How do turbo cars give better fuel economy?

Fuel savings with turbos come two fold –

Firstly a 1.6 litre turbo engine is physically smaller and lighter than a similarly powered 3.0 litre non turbo (naturally aspirated engine). This means fuel savings from weight and due to smaller and less internal engine components, causing less drag as they move around together.

For the second benefit, it is important to understand how an engine and turbo works. Your engine in simple terms, be it diesel or petrol, is an oil burner. It burns fuel to make power to turn the wheels. Despite uncountable technological breakthroughs, this is still a very inefficient way of producing energy. The energy extracted from your fuel breaks down to this – Approximately 35% to power (useful work), 35% wasted through the exhaust, 30% wasted as heat which gets transferred through the coolant and oil. Diesel power efficiency is slightly higher, hence why diesels can get better fuel economy.
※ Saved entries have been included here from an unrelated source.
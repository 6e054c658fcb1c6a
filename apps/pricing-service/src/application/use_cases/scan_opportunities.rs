//! Scan Opportunities Use Case
//!
//! Drives every provider through symbol discovery, history and pricing,
//! then screens the combined results. Failures are isolated per symbol:
//! one bad symbol never aborts the scan.

use std::fmt;
use std::sync::Arc;

use futures::future::join_all;

use crate::application::ports::{PricingProvider, ProviderError};
use crate::config::OptionGridConfig;
use crate::domain::pricing::PricingResult;
use crate::domain::screening::OpportunityFinder;
use crate::observability::{record_opportunities, record_scan_failure};

/// Provider operation a scan failure came from.
#[derive(Debug, Clone, Copy, PartialEq, Eq, Hash)]
pub enum ScanOperation {
    /// `list_symbols`.
    ListSymbols,
    /// `get_historical_data`.
    History,
    /// `calculate_price`.
    Price,
}

impl ScanOperation {
    /// Label used in logs and metrics.
    #[must_use]
    pub const fn as_str(&self) -> &'static str {
        match self {
            Self::ListSymbols => "list_symbols",
            Self::History => "history",
            Self::Price => "price",
        }
    }
}

impl fmt::Display for ScanOperation {
    fn fmt(&self, f: &mut fmt::Formatter<'_>) -> fmt::Result {
        f.write_str(self.as_str())
    }
}

/// A provider or symbol skipped during a scan.
#[derive(Debug, Clone, PartialEq)]
pub struct ScanFailure {
    /// Provider name.
    pub provider: String,
    /// Symbol, absent when symbol listing failed.
    pub symbol: Option<String>,
    /// Operation that failed.
    pub operation: ScanOperation,
    /// Underlying error.
    pub error: ProviderError,
}

/// Outcome of one scan.
#[derive(Debug, Clone, Default)]
pub struct ScanReport {
    /// Every pricing result, grouped by provider in priority order.
    pub results: Vec<PricingResult>,
    /// Results passing the premium screen.
    pub premium: Vec<PricingResult>,
    /// Results passing the hedge screen.
    pub hedge: Vec<PricingResult>,
    /// Skipped providers and symbols.
    pub failures: Vec<ScanFailure>,
}

impl ScanReport {
    /// Whether every provider and symbol was scanned.
    #[must_use]
    pub fn is_complete(&self) -> bool {
        self.failures.is_empty()
    }
}

#[derive(Debug, Default)]
struct ProviderScan {
    results: Vec<PricingResult>,
    failures: Vec<ScanFailure>,
}

/// Use case for scanning providers for premium and hedge opportunities.
pub struct ScanOpportunitiesUseCase {
    providers: Vec<Arc<dyn PricingProvider>>,
    finder: OpportunityFinder,
    grid: OptionGridConfig,
    history_days: u32,
}

impl ScanOpportunitiesUseCase {
    /// Create a new ScanOpportunitiesUseCase.
    ///
    /// Providers are ordered by ascending priority; ties keep their given order.
    #[must_use]
    pub fn new(
        mut providers: Vec<Arc<dyn PricingProvider>>,
        finder: OpportunityFinder,
        grid: OptionGridConfig,
        history_days: u32,
    ) -> Self {
        providers.sort_by_key(|p| p.priority());
        Self {
            providers,
            finder,
            grid,
            history_days,
        }
    }

    /// Provider names in scan order.
    #[must_use]
    pub fn provider_names(&self) -> Vec<&str> {
        self.providers.iter().map(|p| p.name()).collect()
    }

    /// Execute one full scan.
    pub async fn execute(&self) -> ScanReport {
        let scans = join_all(
            self.providers
                .iter()
                .map(|provider| self.scan_provider(provider.as_ref())),
        )
        .await;

        let mut report = ScanReport::default();
        for scan in scans {
            report.results.extend(scan.results);
            report.failures.extend(scan.failures);
        }

        report.premium = self.finder.find_premium_opportunities(&report.results);
        report.hedge = self.finder.find_hedge_opportunities(&report.results);

        record_opportunities("premium", report.premium.len());
        record_opportunities("hedge", report.hedge.len());

        tracing::info!(
            providers = self.providers.len(),
            results = report.results.len(),
            premium = report.premium.len(),
            hedge = report.hedge.len(),
            failures = report.failures.len(),
            "Scan complete"
        );

        report
    }

    async fn scan_provider(&self, provider: &dyn PricingProvider) -> ProviderScan {
        let mut scan = ProviderScan::default();

        let symbols = match provider.list_symbols().await {
            Ok(symbols) => symbols,
            Err(error) => {
                scan.failures
                    .push(failure(provider, None, ScanOperation::ListSymbols, error));
                return scan;
            }
        };

        tracing::debug!(provider = provider.name(), symbols = symbols.len(), "Scanning provider");

        for symbol in symbols {
            match self.scan_symbol(provider, &symbol).await {
                Ok(results) => scan.results.extend(results),
                Err((operation, error)) => {
                    scan.failures
                        .push(failure(provider, Some(symbol), operation, error));
                }
            }
        }

        scan
    }

    /// Price the whole grid for one symbol; any failure discards the symbol.
    async fn scan_symbol(
        &self,
        provider: &dyn PricingProvider,
        symbol: &str,
    ) -> Result<Vec<PricingResult>, (ScanOperation, ProviderError)> {
        let history = provider
            .get_historical_data(symbol, self.history_days)
            .await
            .map_err(|e| (ScanOperation::History, e))?;

        let Some(&underlying_price) = history.last() else {
            return Err((
                ScanOperation::History,
                ProviderError::DataUnavailable {
                    provider: provider.name().to_string(),
                    symbol: symbol.to_string(),
                },
            ));
        };

        let priced = join_all(
            self.grid
                .parameters_for(underlying_price)
                .into_iter()
                .map(|params| provider.calculate_price(params)),
        )
        .await;

        priced
            .into_iter()
            .collect::<Result<Vec<_>, _>>()
            .map_err(|e| (ScanOperation::Price, e))
    }
}

fn failure(
    provider: &dyn PricingProvider,
    symbol: Option<String>,
    operation: ScanOperation,
    error: ProviderError,
) -> ScanFailure {
    tracing::warn!(
        provider = provider.name(),
        symbol = symbol.as_deref().unwrap_or("-"),
        operation = %operation,
        error = %error,
        "Scan step failed, skipping"
    );
    record_scan_failure(provider.name(), operation.as_str());

    ScanFailure {
        provider: provider.name().to_string(),
        symbol,
        operation,
        error,
    }
}
//! Pricing API request and response types.
//!
//! Requests reuse the domain `OptionParameters`, which already serialize in
//! the wire format.

use serde::{Deserialize, Serialize};

use crate::domain::pricing::{Greeks, PricingModel};

/// Response to `POST /price`.
#[derive(Debug, Clone, PartialEq, Serialize, Deserialize)]
pub struct PriceResponse {
    /// Theoretical option price.
    pub price: f64,
    /// Sensitivities at the priced point.
    pub greeks: Greeks,
    /// Model the upstream used, when reported.
    #[serde(default, skip_serializing_if = "Option::is_none")]
    pub model: Option<PricingModel>,
}

/// Response to `GET /history`.
#[derive(Debug, Clone, PartialEq, Serialize, Deserialize)]
pub struct HistoryResponse {
    /// Daily observations, oldest first.
    pub prices: Vec<f64>,
}

/// Response to `GET /symbols`.
#[derive(Debug, Clone, PartialEq, Eq, Serialize, Deserialize)]
pub struct SymbolsResponse {
    /// Tradable symbols.
    pub symbols: Vec<String>,
}

/// Error body returned by the API.
#[derive(Debug, Clone, PartialEq, Eq, Deserialize)]
pub struct ApiErrorResponse {
    /// Human-readable message.
    #[serde(default)]
    pub message: Option<String>,
}

#[cfg(test)]
mod tests {
    use super::*;

    #[test]
    fn test_price_response_without_model() {
        let json = r#"{"price": 4.2, "greeks": {"delta": 0.5, "gamma": 0.1, "theta": -0.05, "vega": 0.2, "rho": 0.01}}"#;
        let resp: PriceResponse = serde_json::from_str(json).unwrap();
        assert_eq!(resp.price, 4.2);
        assert_eq!(resp.greeks.delta, 0.5);
        assert!(resp.model.is_none());
    }

    #[test]
    fn test_price_response_with_model() {
        let json = r#"{"price": 1.0, "greeks": {"delta": 0.4, "gamma": 0.1, "theta": -0.1, "vega": 0.3, "rho": 0.0}, "model": "binomial"}"#;
        let resp: PriceResponse = serde_json::from_str(json).unwrap();
        assert_eq!(resp.model, Some(PricingModel::Binomial));
    }

    #[test]
    fn test_error_response_tolerates_missing_message() {
        let resp: ApiErrorResponse = serde_json::from_str(r#"{"error": "x"}"#).unwrap();
        assert!(resp.message.is_none());
    }
}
Turbos are powered by the normally wasted energy that flows out of the exhaust pipe. A turbo is essentially two fans joined by a common shaft. One fan lies in the exhaust stream, the other in the intake. The flowing exhaust spins the fan (called the turbine), which powers the corresponding fan in the intake (the compressor). This creates boost pressure, allowing more air to be forced into the engine. In basic terms if you run 14psi of boost into a 1.6 litre engine, it can now flow as much air, and with the correct fuelling, produce as much power as a 3.2 litre non turbo engine, but with less weight and better efficiency as discussed earlier. Turbo fuel saving efficiencies can be in the range of 8-10%, but be warned, put the foot down and these little engines will show you just how much power they have, and that they can burn just as much fuel as the big boys when at full throttle.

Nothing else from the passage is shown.